# Little Manistee Weir, 2021 Chinook Salmon Egg Take



## M. Tonello (Sep 20, 2002)

Hello everyone,
The Fish Techs turned on the pumps yesterday, so we now have some fish in the ponds. We'll be checking ripeness next week, so it is possible that the first day of egg take will be next week. I'll try to keep posting updates here as things progress.


----------



## fishdip (Dec 29, 2010)

Thanks Mark,appreciate all you and your staff do.


----------



## M. Tonello (Sep 20, 2002)

Thanks Fishdip!

Day one of Chinook egg take 2021 is now scheduled for this wednesday, Sept. 29. If we have enough fish on hand and they're ripe enough, we go again on thursday.


----------



## seabass810 (Apr 2, 2010)

Is this open to the public. Didn't know because of covid. I will be up there surf fishing and camping and might swing by.


----------



## M. Tonello (Sep 20, 2002)

I just checked, and yes the public will be allowed to observe the egg take this time. There might be a mask requirement or something like that, but at least the public will be allowed in the building.

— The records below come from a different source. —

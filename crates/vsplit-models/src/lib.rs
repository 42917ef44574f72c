//! Shared data models for the vsplit media-splitting pipeline.
//!
//! This crate provides Serde-serializable types for:
//! - Jobs, the per-job state machine, and structured job errors
//! - Output parts and deterministic part naming
//! - Split method configuration (intervals, keyframes, explicit ranges)
//! - Encoding configuration

pub mod encoding;
pub mod job;
pub mod part;
pub mod split;

// Re-export common types
pub use encoding::EncodingConfig;
pub use job::{
    Job, JobError, JobId, JobStatus, ERROR_INVALID_PLAN, ERROR_MAX_RETRIES,
    ERROR_SOURCE_UNREADABLE, ERROR_UNSUPPORTED_MEDIA,
};
pub use part::{output_key, part_filename, Part};
pub use split::{OutputFormat, SplitConfig, SplitValidationError, TimeRange};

FYI- we usually try to get started by 9am, and we like to finish up sometime in the early afternoon.


----------



## sherman51 (Oct 28, 2018)

could you maybe tell me how many fish get stocked in the little Manistee river compared to the heyday years? was thinking about coming up and fishing the lake for salmon and maybe a steelie in late aug or early sept' haven't fished it in many yrs. but want to know if there will be a lot of fish coming in. we want fresh runners that still strike lures.


----------



## SkunkCity (May 15, 2019)

sherman51 said:


> could you maybe tell me how many fish get stocked in the little Manistee river compared to the heyday years? was thinking about coming up and fishing the lake for salmon and maybe a steelie in late aug or early sept' haven't fished it in many yrs. but want to know if there will be a lot of fish coming in. we want fresh runners that still strike lures.

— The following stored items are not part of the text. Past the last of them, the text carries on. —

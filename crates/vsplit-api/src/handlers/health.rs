//! Health check handlers.

use axum::extract::State;
use axum::http::StatusCode;
use axum::Json;
use chrono::Utc;
use serde::Serialize;

use crate::state::AppState;

/// Health response.
#[derive(Serialize)]
pub struct HealthResponse {
    pub status: String,
    pub version: String,
    pub timestamp: String,
}

/// Health check endpoint (liveness probe).
pub async fn health() -> Json<HealthResponse> {
    Json(HealthResponse {
        status: "healthy".to_string(),
        version: env!("CARGO_PKG_VERSION").to_string(),
        timestamp: Utc::now().to_rfc3339(),
    })
}

/// Readiness check response.
#[derive(Serialize)]
pub struct ReadinessResponse {
    pub status: String,
    pub checks: ReadinessChecks,
}

#[derive(Serialize)]
pub struct ReadinessChecks {
    pub status_store: CheckStatus,
    pub queue: CheckStatus,
    pub blob_store: CheckStatus,
}

#[derive(Serialize)]
pub struct CheckStatus {
    pub status: String,
    #[serde(skip_serializing_if = "Option::is_none")]
    pub error: Option<String>,
    #[serde(skip_serializing_if = "Option::is_none")]
    pub latency_ms: Option<u64>,
}

impl CheckStatus {
    fn ok(latency_ms: u64) -> Self {
        Self {
            status: "ok".to_string(),
            error: None,
            latency_ms: Some(latency_ms),
        }
    }

    fn error(msg: impl Into<String>) -> Self {
        Self {
            status: "error".to_string(),
            error: Some(msg.into()),
            latency_ms: None,
        }
    }

    fn is_ok(&self) -> bool {
        self.status == "ok"
    }
}

/// Readiness check endpoint (readiness probe).
/// Probes the status store, the work queue, and the blob store.
pub async fn ready(
    State(state): State<AppState>,
) -> Result<Json<ReadinessResponse>, (StatusCode, Json<ReadinessResponse>)> {
    use std::time::Instant;

    let store_check = {
        let start = Instant::now();
        match state.store.ping().await {
            Ok(_) => CheckStatus::ok(start.elapsed().as_millis() as u64),
            Err(e) => CheckStatus::error(e.to_string()),
        }
    };

    let queue_check = {
        let start = Instant::now();
        match state.queue.len().await {
            Ok(depth) => {
                metrics::gauge!("vsplit_queue_depth").set(depth as f64);
                CheckStatus::ok(start.elapsed().as_millis() as u64)
            }
            Err(e) => CheckStatus::error(e.to_string()),
        }
    };

    let storage_check = {
        let start = Instant::now();
        match state.storage.check_connectivity().await {
            Ok(_) => CheckStatus::ok(start.elapsed().as_millis() as u64),
            Err(e) => CheckStatus::error(e.to_string()),
        }
    };

    let all_ok = store_check.is_ok() && queue_check.is_ok() && storage_check.is_ok();

    let response = ReadinessResponse {
        status: if all_ok { "ready" } else { "degraded" }.to_string(),
        checks: ReadinessChecks {
            status_store: store_check,
            queue: queue_check,
            blob_store: storage_check,
        },
    };

    if all_ok {
        Ok(Json(response))
    } else {
        Err((StatusCode::SERVICE_UNAVAILABLE, Json(response)))
    }
}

Look at the fish stocking database on the DNR website.


----------



## foxfire69 (Sep 10, 2006)

DNR


The description of my page




www2.dnr.state.mi.us


----------



## M. Tonello (Sep 20, 2002)

Successful day of Chinook egg take at the LM Weir. We spawned right around 250 pairs, harvesting 577 Chinooks. Biggest fish was 29 lbs and change. There were several in that range. We also passed 195 coho salmon, 16 steelhead, and 8 brown trout. One of the browns was over 15 lbs!

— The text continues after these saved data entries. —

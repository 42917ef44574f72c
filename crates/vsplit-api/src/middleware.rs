//! API middleware.

use std::collections::HashMap;
use std::net::IpAddr;
use std::num::NonZeroU32;
use std::sync::Arc;
use std::time::Instant;

use axum::body::Body;
use axum::extract::{ConnectInfo, State};
use axum::http::{HeaderValue, Request, Response, StatusCode};
use axum::middleware::Next;
use axum::response::IntoResponse;
use governor::clock::DefaultClock;
use governor::state::{InMemoryState, NotKeyed};
use governor::{Quota, RateLimiter};
use tokio::sync::RwLock;
use tracing::{info, warn};
use uuid::Uuid;

use crate::metrics;

/// Per-IP rate limiter using governor.
pub type IpRateLimiter = RateLimiter<NotKeyed, InMemoryState, DefaultClock>;

/// Maximum number of IPs to track, bounding memory under many-client load.
const MAX_RATE_LIMITER_ENTRIES: usize = 10_000;

/// IP-keyed rate limiter cache with TTL cleanup.
#[derive(Clone)]
pub struct RateLimiterCache {
    limiters: Arc<RwLock<HashMap<IpAddr, (Arc<IpRateLimiter>, Instant)>>>,
    quota: Quota,
    ttl: std::time::Duration,
}

impl RateLimiterCache {
    /// Create a new rate limiter cache.
    pub fn new(requests_per_second: u32) -> Self {
        let quota = Quota::per_second(
            NonZeroU32::new(requests_per_second).unwrap_or(NonZeroU32::new(10).unwrap()),
        );
        Self {
            limiters: Arc::new(RwLock::new(HashMap::new())),
            quota,
            ttl: std::time::Duration::from_secs(3600),
        }
    }

    async fn cleanup_expired(&self) {
        let mut limiters = self.limiters.write().await;
        let now = Instant::now();
        limiters.retain(|_, (_, created_at)| now.duration_since(*created_at) < self.ttl);

        if limiters.len() > MAX_RATE_LIMITER_ENTRIES {
            let mut entries: Vec<_> = limiters.iter().map(|(ip, (_, t))| (*ip, *t)).collect();
            entries.sort_by_key(|(_, t)| *t);

            let to_remove = limiters.len() - MAX_RATE_LIMITER_ENTRIES;
            for (ip, _) in entries.into_iter().take(to_remove) {
                limiters.remove(&ip);
            }
            warn!("Rate limiter cache exceeded capacity, removed {} entries", to_remove);
        }
    }

    /// Get or create a rate limiter for an IP.
    pub async fn get_limiter(&self, ip: IpAddr) -> Arc<IpRateLimiter> {
        {
            let limiters = self.limiters.read().await;
            if let Some((limiter, _)) = limiters.get(&ip) {
                return Arc::clone(limiter);
            }
        }

        let mut limiters = self.limiters.write().await;
        if let Some((limiter, _)) = limiters.get(&ip) {
            return Arc::clone(limiter);
        }

        if limiters.len() >= MAX_RATE_LIMITER_ENTRIES {
            drop(limiters);
            self.cleanup_expired().await;
            limiters = self.limiters.write().await;
        }

        let limiter = Arc::new(RateLimiter::direct(self.quota));
        limiters.insert(ip, (Arc::clone(&limiter), Instant::now()));
        limiter
    }

    /// Check rate limit for an IP.
    pub async fn check(&self, ip: IpAddr) -> bool {
        let limiter = self.get_limiter(ip).await;
        limiter.check().is_ok()
    }
}

/// Create CORS layer.
pub fn cors_layer(origins: &[String]) -> tower_http::cors::CorsLayer {
    use axum::http::{header, Method};
    use tower_http::cors::{Any, CorsLayer};

    let allowed_headers = [header::AUTHORIZATION, header::CONTENT_TYPE, header::ACCEPT];
    let allowed_methods = [Method::GET, Method::POST, Method::OPTIONS];

    if origins.iter().any(|o| o == "*") {
        CorsLayer::new()
            .allow_methods(Any)
            .allow_headers(Any)
            .allow_origin(Any)
            .max_age(std::time::Duration::from_secs(600))
    } else {
        let origins: Vec<HeaderValue> = origins.iter().filter_map(|o| o.parse().ok()).collect();

        CorsLayer::new()
            .allow_methods(allowed_methods)
            .allow_headers(allowed_headers)
            .allow_origin(origins)
            .max_age(std::time::Duration::from_secs(600))
    }
}

/// Security headers middleware.
pub async fn security_headers(request: Request<Body>, next: Next) -> Response<Body> {
    let mut response = next.run(request).await;
    let headers = response.headers_mut();

    headers.insert(
        "X-Content-Type-Options",
        "nosniff".parse().expect("valid header value"),
    );
    headers.insert("X-Frame-Options", "DENY".parse().expect("valid header value"));
    headers.insert(
        "Referrer-Policy",
        "strict-origin-when-cross-origin".parse().expect("valid header value"),
    );
    headers.insert(
        "Cross-Origin-Resource-Policy",
        "same-origin".parse().expect("valid header value"),
    );

    response
}

/// Request ID middleware.
pub async fn request_id(mut request: Request<Body>, next: Next) -> Response<Body> {
    let request_id = request
        .headers()
        .get("X-Request-ID")
        .and_then(|v| v.to_str().ok())
        .map(|s| s.to_string())
        .unwrap_or_else(|| Uuid::new_v4().to_string());

    request.extensions_mut().insert(request_id.clone());

    let mut response = next.run(request).await;

    if let Ok(header_value) = request_id.parse() {
        response.headers_mut().insert("X-Request-ID", header_value);
    }

    response
}

/// Request logging middleware.
pub async fn request_logging(request: Request<Body>, next: Next) -> Response<Body> {
    let method = request.method().clone();
    let uri = request.uri().clone();
    let start = Instant::now();

    let response = next.run(request).await;

    let status = response.status();
    let duration = start.elapsed();

    if uri.path() != "/health" && uri.path() != "/healthz" && uri.path() != "/ready" {
        info!(
            method = %method,
            uri = %uri,
            status = %status,
            duration_ms = %duration.as_millis(),
            "Request completed"
        );
    }

    response
}

/// Per-IP rate limiting middleware.
pub async fn rate_limit_middleware(
    State(rate_limiter): State<Arc<RateLimiterCache>>,
    request: Request<Body>,
    next: Next,
) -> Response<Body> {
    let ip = extract_client_ip(&request);

    if let Some(ip) = ip {
        if !rate_limiter.check(ip).await {
            warn!(ip = %ip, "Rate limit exceeded");
            metrics::record_rate_limit_hit(request.uri().path());
            return (
                StatusCode::TOO_MANY_REQUESTS,
                [("Retry-After", "1")],
                "Rate limit exceeded. Please try again later.",
            )
                .into_response();
        }
    }

    next.run(request).await
}

/// Extract client IP from request headers or connection info.
fn extract_client_ip(request: &Request<Body>) -> Option<IpAddr> {
    if let Some(forwarded) = request.headers().get("X-Forwarded-For") {
        if let Ok(forwarded_str) = forwarded.to_str() {
            if let Some(first_ip) = forwarded_str.split(',').next() {
                if let Ok(ip) = first_ip.trim().parse() {
                    return Some(ip);
                }
            }
        }
    }

    if let Some(real_ip) = request.headers().get("X-Real-IP") {
        if let Ok(ip_str) = real_ip.to_str() {
            if let Ok(ip) = ip_str.parse() {
                return Some(ip);
            }
        }
    }

    request
        .extensions()
        .get::<ConnectInfo<std::net::SocketAddr>>()
        .map(|ci| ci.0.ip())
}

#[cfg(test)]
mod tests {
    use super::*;

    #[tokio::test]
    async fn limiter_cache_reuses_per_ip_limiters() {
        let cache = RateLimiterCache::new(100);
        let ip: IpAddr = "10.0.0.1".parse().unwrap();

        let a = cache.get_limiter(ip).await;
        let b = cache.get_limiter(ip).await;
        assert!(Arc::ptr_eq(&a, &b));
    }

    #[tokio::test]
    async fn limiter_rejects_burst_over_quota() {
        let cache = RateLimiterCache::new(1);
        let ip: IpAddr = "10.0.0.2".parse().unwrap();

        assert!(cache.check(ip).await);
        // second request within the same second exceeds the quota
        assert!(!cache.check(ip).await);
    }
}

We're going to be down there again tomorrow taking eggs, and we're hoping for another good day.


----------



## jmaddog8807 (Oct 6, 2009)

Damn! Imagine hooking into that brown on that river. Be one hell of a story.


----------



## sportsman98 (Dec 6, 2010)

Any size to the steelhead?


----------



## tgafish (Jan 19, 2001)

Thanks for the updates Mark. Good luck makin babies!


----------



## M. Tonello (Sep 20, 2002)

Had another good day of Chinook salmon egg take down at the Little M Weir today. We spawned 250 pairs, harvesting 771 Chinooks for a total of 1,348 Chinooks so far. Nothing huge today- although there are quite a few in the 25+ lb range. We passed 24 steelhead for a total of 41. One of the steelies was a male that topped 16 lbs. He was last seen heading for Hopper Junction! We also passed 118 coho salmon, for a total of 313 so far. Had a few reach double digit weights, but nothing huge. Lastly, we passed 4 more brown trout for a total of 12.

That'll do it for this week. We'll be back at it likely next tuesday.


----------



## John Hine (Mar 31, 2019)

Nicely done!! Thank you


----------



## jmaddog8807 (Oct 6, 2009)

1,300 already, that seems like a good start!


----------



## sportsman98 (Dec 6, 2010)

Thank you!!


----------



## riverman (Jan 9, 2002)

Thanks


----------



## SJC (Sep 3, 2002)

Are you guys going to take eggs from Swan? It's been loaded....


----------



## M. Tonello (Sep 20, 2002)

SJC- Not sure yet on the Swan. Depends on what we get at the Little Man next week. My preference would be stick to the Little Man if we have the fish, due to the wild component of that run vs. the Swan which is all hatchery fish.


----------



## Canvsbk (Jan 13, 2013)

Really appreciate the posts. Thanks!


----------



## M. Tonello (Sep 20, 2002)

Looks like day 3 of the 2021 egg take at the Little Manistee Weir will take place tomorrow (Tuesday), Oct. 5th. As usual, we'll get going around 9am and probably take eggs until the early afternoon.


----------



## M. Tonello (Sep 20, 2002)

Here's the update from today's Chinook salmon egg take at the weir. We spawned 190 pairs, and harvested 561 Chinook salmon, for a season total of 1,909. We passed 225 coho salmon, for a season total of 588. We passed 72 steelhead for a season total of 112, and 9 brown trout for a season total of 21.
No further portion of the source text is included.